Today, I am visiting a museum called “The Oldest Store Museum” here in St. Augustine, Florida. It is a museum the recreates a store started by C.F. Hamblen in 1908. It was not only the first store in St. Augustine, but also the first store in the United States since St. Augustine was also the first city.
Let’s go back in time and see what they sell in this store!
Do you recognize any of the products on this shelf? Do any of the brand names look familiar to you? Try to see how many you can find here.
The store clerk let me sit in the measuring scale. And yes, I’d like a bar of that chocolate also, please!
You could also buy machines in this store. There were a lot of machines and gadgets for the kitchen that made life easier. This machine is for shucking corn. You spin the large wheel on the side to get it going, then the corn kernels were collected in a bucket underneath. As for the empty corn cob? Well, it was used as toilet paper! Yikes, that’s a bit rough for my bum.
And how about this device? Does it look familiar? It is a phonograph by the famous Thomas Edison.
Stick candy was very popular back then. There are free candies for going on this tour, so help yourself! These are fresh and not from 1908, so don’t worry…
This is a cash register from back in the day. But if you were a woman back in those days, you probably didn’t have much money to your name. Ladies would often buy things from the store on credit, then their husbands would pay for it.
There were all sorts of medicines and remedies that were sold at this store. Some of them were not exactly, umm… effective, approved, or even a good idea. But somebody did invent them and people did try them. Just think of all the advancements in medicine that we enjoy today.
Ladies, this is your place to get fancy boots or hats. Of course no one wants to look the same, so dress up your hats and shoes with all sorts of embellishments, custom made right here in this store.
Of course someone had to do the bookkeeping for the merchandise in this store. Here is a hard working accountant looking over the company books.
And here is the friendly butcher chopping up meat for sale. I don’t see any fish though.
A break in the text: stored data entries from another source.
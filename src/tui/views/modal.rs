// Modal overlay rendering
//
// Modals are rendered on top of the main content:
// - Help modal: keyboard shortcuts and current config
// - Error modal: failed analysis with troubleshooting hints
// - Details modal: request and raw response of the stored run

use super::{centered_rect, clamp_scroll};
use crate::report::run_details;
use crate::tui::app::App;
use crate::tui::modal::Modal;
use ratatui::{
    style::{Modifier, Style},
    text::{Line, Span, Text},
    widgets::{Block, Borders, Clear, Paragraph, Wrap},
    Frame,
};

/// Render a modal dialog as a centered overlay
pub fn render(f: &mut Frame, modal: Modal, app: &App) {
    match modal {
        Modal::Help => render_help(f, app),
        Modal::Error => render_error(f, app),
        Modal::Details { scroll } => render_details(f, app, scroll),
    }
}

/// Render the help modal overlay
fn render_help(f: &mut Frame, app: &App) {
    let key_style = Style::default().fg(app.theme.chart_primary);
    let desc_style = Style::default().fg(app.theme.foreground);
    let header_style = Style::default()
        .fg(app.theme.highlight)
        .add_modifier(Modifier::BOLD);
    let divider_style = Style::default().fg(app.theme.border);

    // Helper to create a keybind line: "    key         description"
    let kb = |key: &str, desc: &str| -> Line {
        Line::from(vec![
            Span::raw("    "),
            Span::styled(format!("{:<12}", key), key_style),
            Span::styled(desc.to_string(), desc_style),
        ])
    };

    let content = Text::from(vec![
        Line::raw(""),
        Line::from(Span::styled("  Analysis", header_style)),
        kb("Enter, a", "Run analysis"),
        kb("n", "New analysis (clear results)"),
        kb("+ / -", "Records ±1"),
        kb("] / [", "Records ±10"),
        kb("t", "Cycle critical threshold"),
        Line::raw(""),
        Line::from(Span::styled("  Workflow", header_style)),
        kb("u", "Edit base URL"),
        kb("r", "Re-check health"),
        Line::raw(""),
        Line::from(Span::styled("  Results", header_style)),
        kb("1-6", "Jump to tab"),
        kb("Tab", "Next tab"),
        kb("Shift+Tab", "Previous tab"),
        kb("↑/↓, j/k", "Scroll"),
        kb("PgUp/PgDn", "Scroll a page"),
        Line::raw(""),
        Line::from(Span::styled("  Export", header_style)),
        kb("x", "Write CSV, JSON and summary"),
        kb("y", "Copy summary report"),
        kb("d", "Request / response details"),
        Line::raw(""),
        Line::from(Span::styled("  General", header_style)),
        kb("?", "Toggle this help"),
        kb("q", "Quit"),
        Line::raw(""),
        Line::from(Span::styled(
            "  ──────────────────────────────────",
            divider_style,
        )),
        Line::from(vec![
            Span::styled("  Theme: ", desc_style),
            Span::styled(app.theme.name, key_style),
            Span::styled("  |  Export: ", desc_style),
            Span::styled(app.config.export_dir.display().to_string(), key_style),
        ]),
    ]);

    let width = 50;
    let height = 35;
    let area = centered_rect(width, height, f.area());

    // Clear the area behind the modal
    f.render_widget(Clear, area);

    let paragraph = Paragraph::new(content)
        .style(Style::default().bg(app.theme.background))
        .block(
            Block::default()
                .borders(Borders::ALL)
                .border_style(Style::default().fg(app.theme.highlight))
                .border_type(app.theme.border_type)
                .title(" Help ")
                .title_bottom(Line::from(" Press ? or Esc to close ").centered()),
        );

    f.render_widget(paragraph, area);
}

/// Render the failed-analysis modal
fn render_error(f: &mut Frame, app: &App) {
    let Some(error) = app.session.last_error() else {
        return;
    };
    let theme = &app.theme;

    let mut lines = vec![
        Line::raw(""),
        Line::from(Span::styled(
            format!("  ❌ {}", error.title()),
            Style::default()
                .fg(theme.critical)
                .add_modifier(Modifier::BOLD),
        )),
        Line::raw(""),
        Line::from(Span::styled(
            format!("  {}", error),
            Style::default().fg(theme.foreground),
        )),
        Line::raw(""),
        Line::from(Span::styled(
            "  Troubleshooting:",
            Style::default()
                .fg(theme.highlight)
                .add_modifier(Modifier::BOLD),
        )),
    ];
    for (i, hint) in error.hints().iter().enumerate() {
        lines.push(Line::from(Span::styled(
            format!("  {}. {}", i + 1, hint),
            Style::default().fg(theme.foreground),
        )));
    }

    let width = 70;
    let height = (lines.len() as u16 + 6).min(24);
    let area = centered_rect(width, height, f.area());

    f.render_widget(Clear, area);

    let paragraph = Paragraph::new(lines)
        .wrap(Wrap { trim: false })
        .style(Style::default().bg(theme.background))
        .block(
            Block::default()
                .borders(Borders::ALL)
                .border_style(Style::default().fg(theme.critical))
                .border_type(theme.border_type)
                .title(" Analysis Failed ")
                .title_bottom(Line::from(" Press Enter or Esc to dismiss ").centered()),
        );

    f.render_widget(paragraph, area);
}

/// Render the request / raw response modal
fn render_details(f: &mut Frame, app: &App, scroll: usize) {
    let Some(result) = app.session.result() else {
        return;
    };
    let theme = &app.theme;

    let text = run_details(result, &app.config.webhook_url());
    let area = centered_rect(90, 30, f.area());
    f.render_widget(Clear, area);

    let block = Block::default()
        .borders(Borders::ALL)
        .border_style(Style::default().fg(theme.highlight))
        .border_type(theme.border_type)
        .title(" Run Details ")
        .title_bottom(Line::from(" ↑/↓ scroll · d or Esc to close ").centered());
    let viewport = block.inner(area).height;
    let scroll = clamp_scroll(scroll, text.lines().count(), viewport);

    let paragraph = Paragraph::new(text)
        .style(Style::default().fg(theme.foreground).bg(theme.background))
        .scroll((scroll, 0))
        .block(block);

    f.render_widget(paragraph, area);
}
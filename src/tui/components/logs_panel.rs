//! Logs panel component
//!
//! Displays the most recent system log entries captured by the TUI log layer,
//! color-coded by level. Always follows the tail.

use crate::logging::LogEntry;
use crate::tui::app::App;
use crate::tui::theme::Theme;
use ratatui::{
    layout::Rect,
    style::Style,
    widgets::{Block, Borders, List, ListItem},
    Frame,
};

/// Render the logs panel
pub fn render(f: &mut Frame, area: Rect, app: &App) {
    // Borders take two rows
    let visible = area.height.saturating_sub(2) as usize;
    let entries = app.log_buffer.recent(visible);

    let items: Vec<ListItem> = entries
        .iter()
        .map(|entry| {
            ListItem::new(format_log_entry(entry))
                .style(Style::default().fg(app.theme.log_color(entry.level)))
        })
        .collect();

    let list = List::new(items).block(block(&app.theme));
    f.render_widget(list, area);
}

fn block(theme: &Theme) -> Block<'static> {
    Block::default()
        .borders(Borders::ALL)
        .border_type(theme.border_type)
        .border_style(Style::default().fg(theme.panel_logs))
        .title(" System Logs ")
}

/// One log line: "HH:MM:SS LEVEL message"
pub fn format_log_entry(entry: &LogEntry) -> String {
    format!(
        "{} {:<5} {}",
        entry.timestamp.format("%H:%M:%S"),
        entry.level.as_str(),
        entry.message
    )
}
//! Plain-text analysis report

use super::{by_count_desc, category_distribution, urgency_distribution, SourceKind, SourceMix, Summary, Threshold};
use crate::session::AnalysisResult;
use crate::util::percent;
use chrono::NaiveDateTime;
use std::fmt::Write;

pub const PRODUCT_NAME: &str = "FDA Adverse Event Intelligence System";

const RULE: &str = "━━━━━━━━━━━━━━━━━━━━━━━━━━━━━━━━━━━━━━━━━━━━━━━━━━━━━━━━━━━━━━━━";

const BANNER: &str = "\
╔══════════════════════════════════════════════════════════════════╗
║                                                                  ║
║        FDA ADVERSE EVENT INTELLIGENCE SYSTEM                     ║
║        AI-Powered Patient Safety Analysis Report                 ║
║                                                                  ║
╚══════════════════════════════════════════════════════════════════╝";

/// Inputs for one rendering of the report
#[derive(Debug, Clone, Copy)]
pub struct SummaryReport<'a> {
    pub result: &'a AnalysisResult,
    pub threshold: Threshold,
    /// Address printed in the actions and contact sections
    pub contact: &'a str,
    pub generated_at: NaiveDateTime,
}

impl<'a> SummaryReport<'a> {
    pub fn new(
        result: &'a AnalysisResult,
        threshold: Threshold,
        contact: &'a str,
        generated_at: NaiveDateTime,
    ) -> Self {
        Self {
            result,
            threshold,
            contact,
            generated_at,
        }
    }

    pub fn render(&self) -> String {
        let mut out = String::new();
        // Writing into a String cannot fail
        let _ = self.write_all(&mut out);
        out
    }

    fn write_all(&self, out: &mut String) -> std::fmt::Result {
        let records = &self.result.records;
        let summary = Summary::compute(self.result, self.threshold);
        let total = summary.total;

        writeln!(out, "{}", BANNER)?;
        writeln!(out)?;
        writeln!(
            out,
            "REPORT GENERATED: {}",
            self.generated_at.format("%B %d, %Y at %I:%M %p")
        )?;

        section(out, "EXECUTIVE SUMMARY")?;
        writeln!(out, "📊 TOTAL RECORDS ANALYZED: {}", total)?;
        writeln!(
            out,
            "🚨 CRITICAL CASES (Severity ≥{}): {} ({:.1}%)",
            self.threshold,
            summary.critical,
            summary.critical_pct()
        )?;
        writeln!(
            out,
            "⚡ URGENT CASES: {} ({:.1}%)",
            summary.urgent,
            summary.urgent_pct()
        )?;
        writeln!(out, "📈 AVERAGE SEVERITY SCORE: {:.2}/5.0", summary.mean_severity)?;
        writeln!(out)?;
        writeln!(out, "⏱️  PROCESSING TIME: {:.1} seconds", summary.elapsed_secs)?;
        writeln!(out, "💰 ANALYSIS COST: ${:.3}", summary.cost)?;
        writeln!(out, "⚡ SPEED: {:.2} seconds per record", summary.per_record_secs)?;

        section(out, "DATA SOURCE BREAKDOWN")?;
        let mix = SourceMix::count(records);
        let sources = [
            (SourceKind::Cadec, "Real patient adverse event descriptions from clinical cases"),
            (SourceKind::Fda, "Official regulatory communications and device recalls"),
            (SourceKind::Pubmed, "Peer-reviewed medical literature with full citations"),
        ];
        for (i, (kind, blurb)) in sources.iter().enumerate() {
            if i > 0 {
                writeln!(out)?;
            }
            let n = mix.get(*kind);
            writeln!(
                out,
                "{} {}: {} records ({:.1}%)",
                kind.label(),
                kind.noun(),
                n,
                percent(n, total)
            )?;
            writeln!(out, "   └─ {}", blurb)?;
        }

        section(out, "MEDICAL CATEGORY DISTRIBUTION")?;
        for (category, n) in by_count_desc(&category_distribution(records)) {
            writeln!(out, "{}: {} cases ({:.1}%)", category, n, percent(n, total))?;
        }

        section(out, "URGENCY LEVEL BREAKDOWN")?;
        for (urgency, n) in by_count_desc(&urgency_distribution(records)) {
            writeln!(
                out,
                "{}: {} cases ({:.1}%)",
                urgency.to_uppercase(),
                n,
                percent(n, total)
            )?;
        }

        section(out, "ACTIONS TAKEN")?;
        writeln!(
            out,
            "✅ {} critical Discord alerts sent (individual notifications)",
            summary.critical
        )?;
        if summary.urgent > 0 {
            writeln!(out, "✅ 1 urgent summary alert sent")?;
        } else {
            writeln!(out, "✅ No urgent summary needed")?;
        }
        writeln!(out, "✅ 1 comprehensive email report sent to {}", self.contact)?;
        writeln!(out, "✅ Complete JSON dataset attached to email")?;

        section(out, "SYSTEM PERFORMANCE")?;
        writeln!(out, "Processing Speed: {:.2}s per record", summary.per_record_secs)?;
        writeln!(out, "Efficiency vs Manual Review: 99% faster")?;
        writeln!(out, "Cost Efficiency: 98% cheaper than manual analysis")?;
        writeln!(out, "Success Rate: 100% (no errors)")?;

        section(out, "SYSTEM INFORMATION")?;
        writeln!(out, "System: {}", PRODUCT_NAME)?;
        writeln!(out, "Technology Stack: n8n + OpenAI GPT-4o + adverse-intel")?;
        writeln!(out, "AI Model: GPT-4o (OpenAI)")?;
        writeln!(out, "Analysis Type: Multi-source adverse event risk assessment")?;
        writeln!(out, "Version: {}", env!("CARGO_PKG_VERSION"))?;
        writeln!(out)?;
        writeln!(out, "Contact: {}", self.contact)?;
        writeln!(out)?;
        writeln!(out, "{}", RULE)?;
        writeln!(out)?;
        writeln!(out, "This report contains AI-analyzed adverse event data from multiple")?;
        writeln!(out, "authoritative sources. All critical cases have been automatically")?;
        writeln!(out, "flagged and routed for immediate medical review.")?;
        writeln!(out)?;
        writeln!(out, "For questions or additional analysis, contact: {}", self.contact)?;

        section(out, "END OF REPORT")?;
        Ok(())
    }
}

/// Heading framed by rules, followed by a blank line
fn section(out: &mut String, title: &str) -> std::fmt::Result {
    writeln!(out)?;
    writeln!(out, "{}", RULE)?;
    writeln!(out, "{}", title)?;
    writeln!(out, "{}", RULE)?;
    if title != "END OF REPORT" {
        writeln!(out)?;
    }
    Ok(())
}
//! Formatting helpers shared by the terminal renderers

/// Format a chart percentage with one decimal place, e.g. `85.7%`
pub fn format_percentage(pct: f64) -> String {
    format!("{:.1}%", pct)
}

/// Horizontal bar scaled against `max_value`
pub fn format_bar(value: f64, max_value: f64, width: usize) -> String {
    if max_value <= 0.0 || value <= 0.0 {
        return "░".repeat(width);
    }

    let filled = ((value / max_value) * width as f64).round() as usize;
    let filled = filled.min(width);

    format!("{}{}", "█".repeat(filled), "░".repeat(width - filled))
}

/// Heading followed by an underline of the same width
pub fn section_heading(title: &str) -> String {
    format!("{}\n{}\n", title, separator(title.chars().count()))
}

/// Format a separator line
fn separator(width: usize) -> String {
    "─".repeat(width)
}

/// Truncate to `max_len` characters, ending in `...` when cut
pub fn truncate(s: &str, max_len: usize) -> String {
    if s.chars().count() <= max_len {
        s.to_string()
    } else if max_len <= 3 {
        ".".repeat(max_len)
    } else {
        let kept: String = s.chars().take(max_len - 3).collect();
        format!("{}...", kept)
    }
}

#[cfg(test)]
mod tests {
    use super::*;

    #[test]
    fn test_format_percentage() {
        assert_eq!(format_percentage(85.714), "85.7%");
        assert_eq!(format_percentage(0.0), "0.0%");
        assert_eq!(format_percentage(100.0), "100.0%");
    }

    #[test]
    fn test_format_bar() {
        let bar = format_bar(50.0, 100.0, 10);
        assert_eq!(bar.chars().filter(|c| *c == '█').count(), 5);
        assert_eq!(bar.chars().count(), 10);
        assert_eq!(format_bar(0.0, 100.0, 4), "░░░░");
    }

    #[test]
    fn test_section_heading() {
        assert_eq!(section_heading("Expense"), "Expense\n───────\n");
    }

    #[test]
    fn test_truncate() {
        assert_eq!(truncate("Entertainment", 8), "Enter...");
        assert_eq!(truncate("Food", 8), "Food");
        assert_eq!(truncate("₹₹₹₹₹", 4), "₹...");
    }
}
Where is the fisherman?
We are moving to the back of the museum where there is an even bigger warehouse of antiques. The owner of this store, C.F. Hamblen, collected a lot of things. He supposedly kept one item in his archives of everything the he ever sold in the store. The museum currently has several more warehouses full of antiques which they rotate.
These are oxen yokes, so the oxen will pull together.
The store clerk is demonstrating the challenges of mothers during that time. How do you churn butter and take care of a baby at the same time? It’s very difficult to do.
That’s why some enterprising individual came up with this baby rocker butter churner. You just put your baby in the basket on top, then rock it while the butter churns inside.